Each line in the listing below that contains "emptied" should be returned.

┌─ Data supplied

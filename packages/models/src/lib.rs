#![cfg_attr(feature = "fail-on-warnings", deny(warnings))]
#![warn(clippy::all, clippy::pedantic, clippy::nursery, clippy::cargo)]
#![allow(clippy::multiple_crate_versions, clippy::cargo_common_metadata)]

//! Migration step, bucket state, and bucket metadata types.
//!
//! A relocation moves every object of a bucket through a temporary bucket
//! (`<source><suffix>`) and back into a recreated source bucket at the new
//! location and storage class. The move is split into two [`Stage`]s made
//! of fifteen globally-numbered [`Step`]s, and every bucket is always in
//! exactly one [`BucketState`] derived from its last completed step.

pub mod metadata;
pub mod object;

use serde::{Deserialize, Serialize};
use strum_macros::{AsRefStr, Display, EnumString};

pub use metadata::{
    AclDocument, CorsRule, Grant, Grantee, LoggingConfig, MetadataSnapshot, WebsiteConfig,
};
pub use object::{CopiedObject, CopyReport, CopyRequest, ObjectDescriptor};

/// Default suffix appended to a source bucket name to derive the temporary
/// bucket name.
pub const DEFAULT_TEMP_SUFFIX: &str = "-relocate";

/// One of the fifteen ordered migration steps.
///
/// Step numbers are global across both stages so a cutover run can verify
/// that the seed stage finished for a bucket.
#[derive(
    Debug,
    Clone,
    Copy,
    PartialEq,
    Eq,
    PartialOrd,
    Ord,
    Hash,
    Serialize,
    Deserialize,
    Display,
    EnumString,
    AsRefStr,
)]
#[serde(rename_all = "SCREAMING_SNAKE_CASE")]
#[strum(serialize_all = "SCREAMING_SNAKE_CASE")]
pub enum Step {
    /// The source bucket must exist.
    CheckExists = 1,
    /// Optionally verify every object in the source can be read.
    CheckReadable = 2,
    /// Write and delete a probe object in the source.
    CheckWritable = 3,
    /// Create the temporary bucket at the target location/class.
    CreateTempBucket = 4,
    /// Enable versioning on the temporary bucket if the source has it.
    MirrorVersioning = 5,
    /// Copy every object from the source into the temporary bucket.
    SeedCopy = 6,
    /// Capture bucket-level configuration into the snapshot store.
    SnapshotMetadata = 7,
    /// Copy objects written to the source since the seed copy.
    CatchUpCopy = 8,
    /// Delete every object (all versions) from the source.
    PurgeSource = 9,
    /// Delete the emptied source bucket.
    DeleteSource = 10,
    /// Recreate the source bucket name at the target location/class.
    RecreateSource = 11,
    /// Restore bucket-level configuration from the snapshot.
    RestoreMetadata = 12,
    /// Copy every object from the temporary bucket back into the source.
    CopyBack = 13,
    /// Delete every object (all versions) from the temporary bucket.
    PurgeTemp = 14,
    /// Delete the emptied temporary bucket.
    DeleteTemp = 15,
}

impl Step {
    /// Every step in execution order.
    pub const ALL: &[Self] = &[
        Self::CheckExists,
        Self::CheckReadable,
        Self::CheckWritable,
        Self::CreateTempBucket,
        Self::MirrorVersioning,
        Self::SeedCopy,
        Self::SnapshotMetadata,
        Self::CatchUpCopy,
        Self::PurgeSource,
        Self::DeleteSource,
        Self::RecreateSource,
        Self::RestoreMetadata,
        Self::CopyBack,
        Self::PurgeTemp,
        Self::DeleteTemp,
    ];

    /// The last step of the seed stage. A cutover may only begin once a
    /// bucket has recorded this step.
    pub const SEED_COMPLETE: Self = Self::SnapshotMetadata;

    /// The terminal step.
    pub const FINAL: Self = Self::DeleteTemp;

    /// Returns the global step number (1-15).
    #[must_use]
    pub const fn number(self) -> u32 {
        self as u32
    }

    /// Looks up a step by its global number.
    #[must_use]
    pub const fn from_number(number: u32) -> Option<Self> {
        match number {
            1 => Some(Self::CheckExists),
            2 => Some(Self::CheckReadable),
            3 => Some(Self::CheckWritable),
            4 => Some(Self::CreateTempBucket),
            5 => Some(Self::MirrorVersioning),
            6 => Some(Self::SeedCopy),
            7 => Some(Self::SnapshotMetadata),
            8 => Some(Self::CatchUpCopy),
            9 => Some(Self::PurgeSource),
            10 => Some(Self::DeleteSource),
            11 => Some(Self::RecreateSource),
            12 => Some(Self::RestoreMetadata),
            13 => Some(Self::CopyBack),
            14 => Some(Self::PurgeTemp),
            15 => Some(Self::DeleteTemp),
            _ => None,
        }
    }

    /// Human-readable step description used in log output.
    #[must_use]
    pub const fn label(self) -> &'static str {
        match self {
            Self::CheckExists => "check source bucket exists",
            Self::CheckReadable => "verify object read permissions",
            Self::CheckWritable => "verify bucket write permission",
            Self::CreateTempBucket => "create temporary bucket",
            Self::MirrorVersioning => "mirror versioning to temporary bucket",
            Self::SeedCopy => "copy objects to temporary bucket",
            Self::SnapshotMetadata => "snapshot bucket metadata",
            Self::CatchUpCopy => "catch-up copy to temporary bucket",
            Self::PurgeSource => "delete all objects from source bucket",
            Self::DeleteSource => "delete source bucket",
            Self::RecreateSource => "recreate source bucket",
            Self::RestoreMetadata => "restore bucket metadata",
            Self::CopyBack => "copy objects back to source bucket",
            Self::PurgeTemp => "delete all objects from temporary bucket",
            Self::DeleteTemp => "delete temporary bucket",
        }
    }

    /// The stage this step belongs to.
    #[must_use]
    pub const fn stage(self) -> Stage {
        if self.number() <= Self::SEED_COMPLETE.number() {
            Stage::Seed
        } else {
            Stage::Cutover
        }
    }

    /// The state a bucket is in once this step has completed.
    #[must_use]
    pub const fn resulting_state(self) -> BucketState {
        BucketState::from_last_step(self.number())
    }
}

/// One of the two migration stages.
#[derive(
    Debug,
    Clone,
    Copy,
    PartialEq,
    Eq,
    Hash,
    Serialize,
    Deserialize,
    Display,
    EnumString,
    AsRefStr,
)]
#[serde(rename_all = "lowercase")]
#[strum(serialize_all = "lowercase")]
pub enum Stage {
    /// Long-running, non-disruptive copy into the temporary bucket.
    Seed,
    /// Short, disruptive swap of bucket identities.
    Cutover,
}

impl Stage {
    /// The steps of this stage, in execution order.
    #[must_use]
    pub fn steps(self) -> &'static [Step] {
        let split = Step::SEED_COMPLETE.number() as usize;
        match self {
            Self::Seed => &Step::ALL[..split],
            Self::Cutover => &Step::ALL[split..],
        }
    }
}

/// Which stage(s) a single invocation runs.
#[derive(
    Debug,
    Clone,
    Copy,
    Default,
    PartialEq,
    Eq,
    Hash,
    Serialize,
    Deserialize,
    Display,
    EnumString,
    AsRefStr,
)]
#[serde(rename_all = "lowercase")]
#[strum(serialize_all = "lowercase")]
pub enum StageSelection {
    /// Stage 1 only.
    #[default]
    Seed,
    /// Stage 2 only.
    Cutover,
    /// Stage 1 for every bucket, then stage 2 for every bucket.
    Both,
}

impl StageSelection {
    /// The stages to run, in order.
    #[must_use]
    pub const fn stages(self) -> &'static [Stage] {
        match self {
            Self::Seed => &[Stage::Seed],
            Self::Cutover => &[Stage::Cutover],
            Self::Both => &[Stage::Seed, Stage::Cutover],
        }
    }
}

/// Linear per-bucket state machine.
///
/// States only ever advance; the derived state for a bucket is a pure
/// function of its highest completed step.
#[derive(
    Debug,
    Clone,
    Copy,
    PartialEq,
    Eq,
    PartialOrd,
    Ord,
    Hash,
    Serialize,
    Deserialize,
    Display,
    EnumString,
    AsRefStr,
)]
#[serde(rename_all = "SCREAMING_SNAKE_CASE")]
#[strum(serialize_all = "SCREAMING_SNAKE_CASE")]
pub enum BucketState {
    /// Nothing recorded yet, or validation still in progress.
    Unvalidated,
    /// All validation steps passed.
    Validated,
    /// Temporary bucket exists.
    TempCreated,
    /// Versioning mirrored onto the temporary bucket.
    VersioningMirrored,
    /// Objects seeded into the temporary bucket.
    Seeded,
    /// Bucket metadata captured. Stage 1 is complete.
    MetadataSnapshotted,
    /// Late writes copied into the temporary bucket.
    CaughtUp,
    /// Source bucket emptied.
    SourcePurged,
    /// Source bucket deleted.
    SourceDeleted,
    /// Source bucket recreated at the target location/class.
    SourceRecreated,
    /// Bucket metadata restored onto the recreated source.
    MetadataRestored,
    /// Objects copied back into the recreated source.
    CopiedBack,
    /// Temporary bucket emptied.
    TempPurged,
    /// Temporary bucket deleted; migration finished.
    Completed,
}

impl BucketState {
    /// Derives the state from the highest completed step number.
    ///
    /// Numbers beyond the final step saturate at [`Self::Completed`].
    #[must_use]
    pub const fn from_last_step(step: u32) -> Self {
        match step {
            0..=2 => Self::Unvalidated,
            3 => Self::Validated,
            4 => Self::TempCreated,
            5 => Self::VersioningMirrored,
            6 => Self::Seeded,
            7 => Self::MetadataSnapshotted,
            8 => Self::CaughtUp,
            9 => Self::SourcePurged,
            10 => Self::SourceDeleted,
            11 => Self::SourceRecreated,
            12 => Self::MetadataRestored,
            13 => Self::CopiedBack,
            14 => Self::TempPurged,
            _ => Self::Completed,
        }
    }
}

└─

» **Problem solution**:
    /// Delete the emptied source bucket.
    /// Delete the emptied temporary bucket.
    /// Source bucket emptied.
    /// Temporary bucket emptied.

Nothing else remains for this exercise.